Globalization has been in retreat from its peak in the mid-2000s following the financial crisis. What was once unavoidable took a U-turn as leaders began to appeal to a more self-sufficient approach to the economy.
The fragility of supply chains, exposed by the inability to rapidly source goods during the pandemic, demonstrates that looking inwards has some merit.
However, much like globalization was not an inexorable process, its breakdown should not be taken for granted.
The rise of nearshoring
Bringing operations back home, or reshoring, is an attractive option for companies that were unable to deliver on contracts because of issues overseas. However, doing this at scale is an expensive task. Regulatory requirements in advanced economies are often onerous and create financial hurdles, such as higher minimum wages, that will reduce competitiveness.
If anything was learned from the issues faced during the pandemic, it is that a robust supply chain is a diverse one. The search for efficiency that resulted in manufacturing clustered in Asia is now being questioned.

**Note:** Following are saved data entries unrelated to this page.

//! Append-only, org-scoped event storage.

pub mod in_memory;
pub mod r#trait;

pub use in_memory::InMemoryEventStore;
pub use r#trait::{EventStore, EventStoreError, StoredEvent, UncommittedEvent};
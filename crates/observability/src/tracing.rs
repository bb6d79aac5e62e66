//! Tracing/logging initialization.
//!
//! Minimal layered setup; this can evolve into correlation IDs, per-org
//! fields, etc. as the surrounding system grows.

use tracing_subscriber::EnvFilter;

/// Initialize tracing/logging for the process.
///
/// Safe to call multiple times (subsequent calls are no-ops).
pub fn init() {
    let filter = EnvFilter::try_from_default_env().unwrap_or_else(|_| EnvFilter::new("info"));

    // JSON logs + timestamps, configurable via RUST_LOG.
    let _ = tracing_subscriber::fmt()
        .with_env_filter(filter)
        .json()
        .with_timer(tracing_subscriber::fmt::time::SystemTime)
        .with_target(false)
        .try_init();
}
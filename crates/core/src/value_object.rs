//! Value object trait: equality by value, not identity.

/// Marker trait for value objects.
///
/// Value objects are **immutable** and **compared by value** - two allocation
/// lines with the same batch, quantity, and price are the same line. To
/// "modify" a value object, construct a new one.
///
/// The trait requires `Clone + PartialEq + Debug` so values can be copied,
/// compared, and inspected like primitives.
pub trait ValueObject: Clone + PartialEq + core::fmt::Debug {}
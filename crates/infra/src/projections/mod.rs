//! Disposable read models built from published event envelopes.
//!
//! Projections consume envelopes with at-least-once delivery, so every apply
//! path is idempotent: a per-stream cursor skips duplicates and rejects gaps.
//! Read models are never the source of truth - each projection can be
//! rebuilt from scratch by replaying the event history.

pub mod medicine_catalog;
pub mod order_history;
pub mod requester_inventory;
pub mod usage_totals;
pub mod vendor_stock;

use std::collections::HashMap;
use std::sync::RwLock;

use thiserror::Error;

use rxflow_core::{AggregateId, OrgId};

pub use medicine_catalog::{CatalogProjection, MedicineRecord};
pub use order_history::{OrderHistoryProjection, OrderRecord};
pub use requester_inventory::{MedicineStockSummary, RequesterInventoryView};
pub use usage_totals::{UsageTotalsProjection, UsageTotalsRecord};
pub use vendor_stock::{BatchRecord, VendorStockProjection};

#[derive(Debug, Error)]
pub enum ProjectionError {
    #[error("failed to deserialize event payload: {0}")]
    Deserialize(String),

    #[error("org isolation violation: {0}")]
    OrgIsolation(String),

    #[error("non-monotonic sequence number (last={last}, found={found})")]
    NonMonotonicSequence { last: u64, found: u64 },
}

/// Outcome of a cursor check for an incoming envelope.
#[derive(Debug, Copy, Clone, PartialEq, Eq)]
pub(crate) enum CursorCheck {
    /// New event; apply it, then advance the cursor.
    Apply,
    /// Replay or duplicate (at-least-once delivery); safe to ignore.
    Duplicate,
}

#[derive(Debug, Copy, Clone, PartialEq, Eq, Hash)]
struct CursorKey {
    org_id: OrgId,
    aggregate_id: AggregateId,
}

/// Per-stream cursor tracking shared by all projections.
///
/// Rules per (org, aggregate) stream:
/// - sequence 0 is invalid;
/// - a sequence at or below the cursor is a duplicate and is skipped;
/// - the first observed event may carry any positive sequence, after which
///   strict +1 increments are enforced.
#[derive(Debug, Default)]
pub(crate) struct StreamCursors {
    inner: RwLock<HashMap<CursorKey, u64>>,
}

impl StreamCursors {
    pub(crate) fn new() -> Self {
        Self::default()
    }

    pub(crate) fn check(
        &self,
        org_id: OrgId,
        aggregate_id: AggregateId,
        seq: u64,
    ) -> Result<CursorCheck, ProjectionError> {
        let key = CursorKey {
            org_id,
            aggregate_id,
        };
        let last = match self.inner.read() {
            Ok(cursors) => *cursors.get(&key).unwrap_or(&0),
            Err(_) => 0,
        };

        if seq == 0 {
            return Err(ProjectionError::NonMonotonicSequence { last, found: seq });
        }
        if seq <= last {
            return Ok(CursorCheck::Duplicate);
        }
        if seq != last + 1 && last != 0 {
            return Err(ProjectionError::NonMonotonicSequence { last, found: seq });
        }

        Ok(CursorCheck::Apply)
    }

    pub(crate) fn advance(&self, org_id: OrgId, aggregate_id: AggregateId, seq: u64) {
        if let Ok(mut cursors) = self.inner.write() {
            cursors.insert(
                CursorKey {
                    org_id,
                    aggregate_id,
                },
                seq,
            );
        }
    }

    pub(crate) fn clear_org(&self, org_id: OrgId) {
        if let Ok(mut cursors) = self.inner.write() {
            cursors.retain(|k, _| k.org_id != org_id);
        }
    }
}
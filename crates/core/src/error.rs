//! Domain error model.

use thiserror::Error;

use crate::id::BatchId;

/// Result type used across the domain layer.
pub type DomainResult<T> = Result<T, DomainError>;

/// Domain-level error.
///
/// Keep this focused on deterministic, business/domain failures (validation,
/// invariants, conflicts). Infrastructure concerns belong elsewhere.
#[derive(Debug, Error, Clone, PartialEq, Eq)]
pub enum DomainError {
    /// A value failed validation (e.g. non-positive quantity, unknown medicine).
    #[error("validation failed: {0}")]
    Validation(String),

    /// A domain invariant was violated.
    #[error("invariant violated: {0}")]
    InvariantViolation(String),

    /// An identifier was invalid (e.g. parse failure).
    #[error("invalid identifier: {0}")]
    InvalidId(String),

    /// A requested resource was not found (domain-level).
    #[error("not found")]
    NotFound,

    /// A batch referenced by an allocation no longer exists. Fatal to the
    /// call; logged for investigation rather than retried.
    #[error("batch not found: {0}")]
    BatchNotFound(BatchId),

    /// A conflict occurred (e.g. stale version / optimistic concurrency).
    /// Retrying against a fresh snapshot is sensible.
    #[error("conflict: {0}")]
    Conflict(String),

    /// Requested quantity exceeds the available non-expired stock. Retrying
    /// only helps after restock.
    #[error("insufficient stock: requested {requested}, available {available}")]
    InsufficientStock { requested: i64, available: i64 },

    /// An order status change was attempted that the lifecycle does not
    /// permit from the current state. Fatal to the call; the order is
    /// left unchanged.
    #[error("invalid transition: cannot {action} an order that is {from}")]
    InvalidTransition { from: String, action: String },
}

impl DomainError {
    pub fn validation(msg: impl Into<String>) -> Self {
        Self::Validation(msg.into())
    }

    pub fn invariant(msg: impl Into<String>) -> Self {
        Self::InvariantViolation(msg.into())
    }

    pub fn invalid_id(msg: impl Into<String>) -> Self {
        Self::InvalidId(msg.into())
    }

    pub fn conflict(msg: impl Into<String>) -> Self {
        Self::Conflict(msg.into())
    }

    pub fn not_found() -> Self {
        Self::NotFound
    }

    pub fn batch_not_found(batch_id: BatchId) -> Self {
        Self::BatchNotFound(batch_id)
    }

    pub fn insufficient_stock(requested: i64, available: i64) -> Self {
        Self::InsufficientStock {
            requested,
            available,
        }
    }

    pub fn invalid_transition(from: impl Into<String>, action: impl Into<String>) -> Self {
        Self::InvalidTransition {
            from: from.into(),
            action: action.into(),
        }
    }

    /// Whether an immediate retry against a fresh snapshot can succeed.
    ///
    /// Only concurrency conflicts qualify; everything else needs external
    /// action (restock, workflow correction) or is permanently invalid.
    pub fn is_retryable(&self) -> bool {
        matches!(self, Self::Conflict(_))
    }
}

Reshoring might not be the solution but increased regionalization appears extremely likely. Relying on nearby countries will allow firms to take advantage of cheaper labor, while also allowing for increased inventory and quality control. Where globalization suffers, nearshoring could see a boost.
While creating excess capacity can be costly, the alternatives might be worse.
The pandemic is not the sole catalyst. It is a mere acceleration of what was an already escalating trend.
Trade wars, sanctions and a retreat from international treaties have made it hard for businesses to have confidence when investing overseas. Public sentiment to goods sourced from certain countries has soured.
Cross-border goods flows have fallen in the last decade, relative to GDP growth, after increasing for several decades.
But where there is chaos there is opportunity.
Invoking a slogan of 2020, Nataranjan Chandrasekaran, chairman of Indian conglomerate Tata says “geopolitical conflicts have become a new normal for every business.”
Navigating conflicts and searching for stability has become a necessary cost of doing business during the withdrawal from globalization.
However, while there have been political victories for globalization skeptics, the signing of the EU-Mercosur trade agreement, along with the Trans-Pacific Partnership (TPP) shows that trade barriers are still being removed.
Derisk, don’t decouple
Businesses across the world have seen their futures exposed to the perils of a fragile supply chain. Though a radical overhaul of supply chains in a search for a quick fix might be attractive on paper, it’s imperative they avoid acting rashly.
A de-risking of the supply chain, spreading operations over multiple locations, or nearshoring, are far more plausible solutions than a full decoupling with countries like China.
The idea of single-site sourcing will become one of the past. Years of low-inventory operations and just-in-time manufacturing could also be reassessed.
Challenges are sure to affect those managing supply chains in the coming years, but the key will be maintaining flexibility, diversifying and creating contingency plans.
A return to the peak of globalization is unlikely to be seen in the short-term, at least, but it is far from the end, with too many benefits derived to withdraw completely.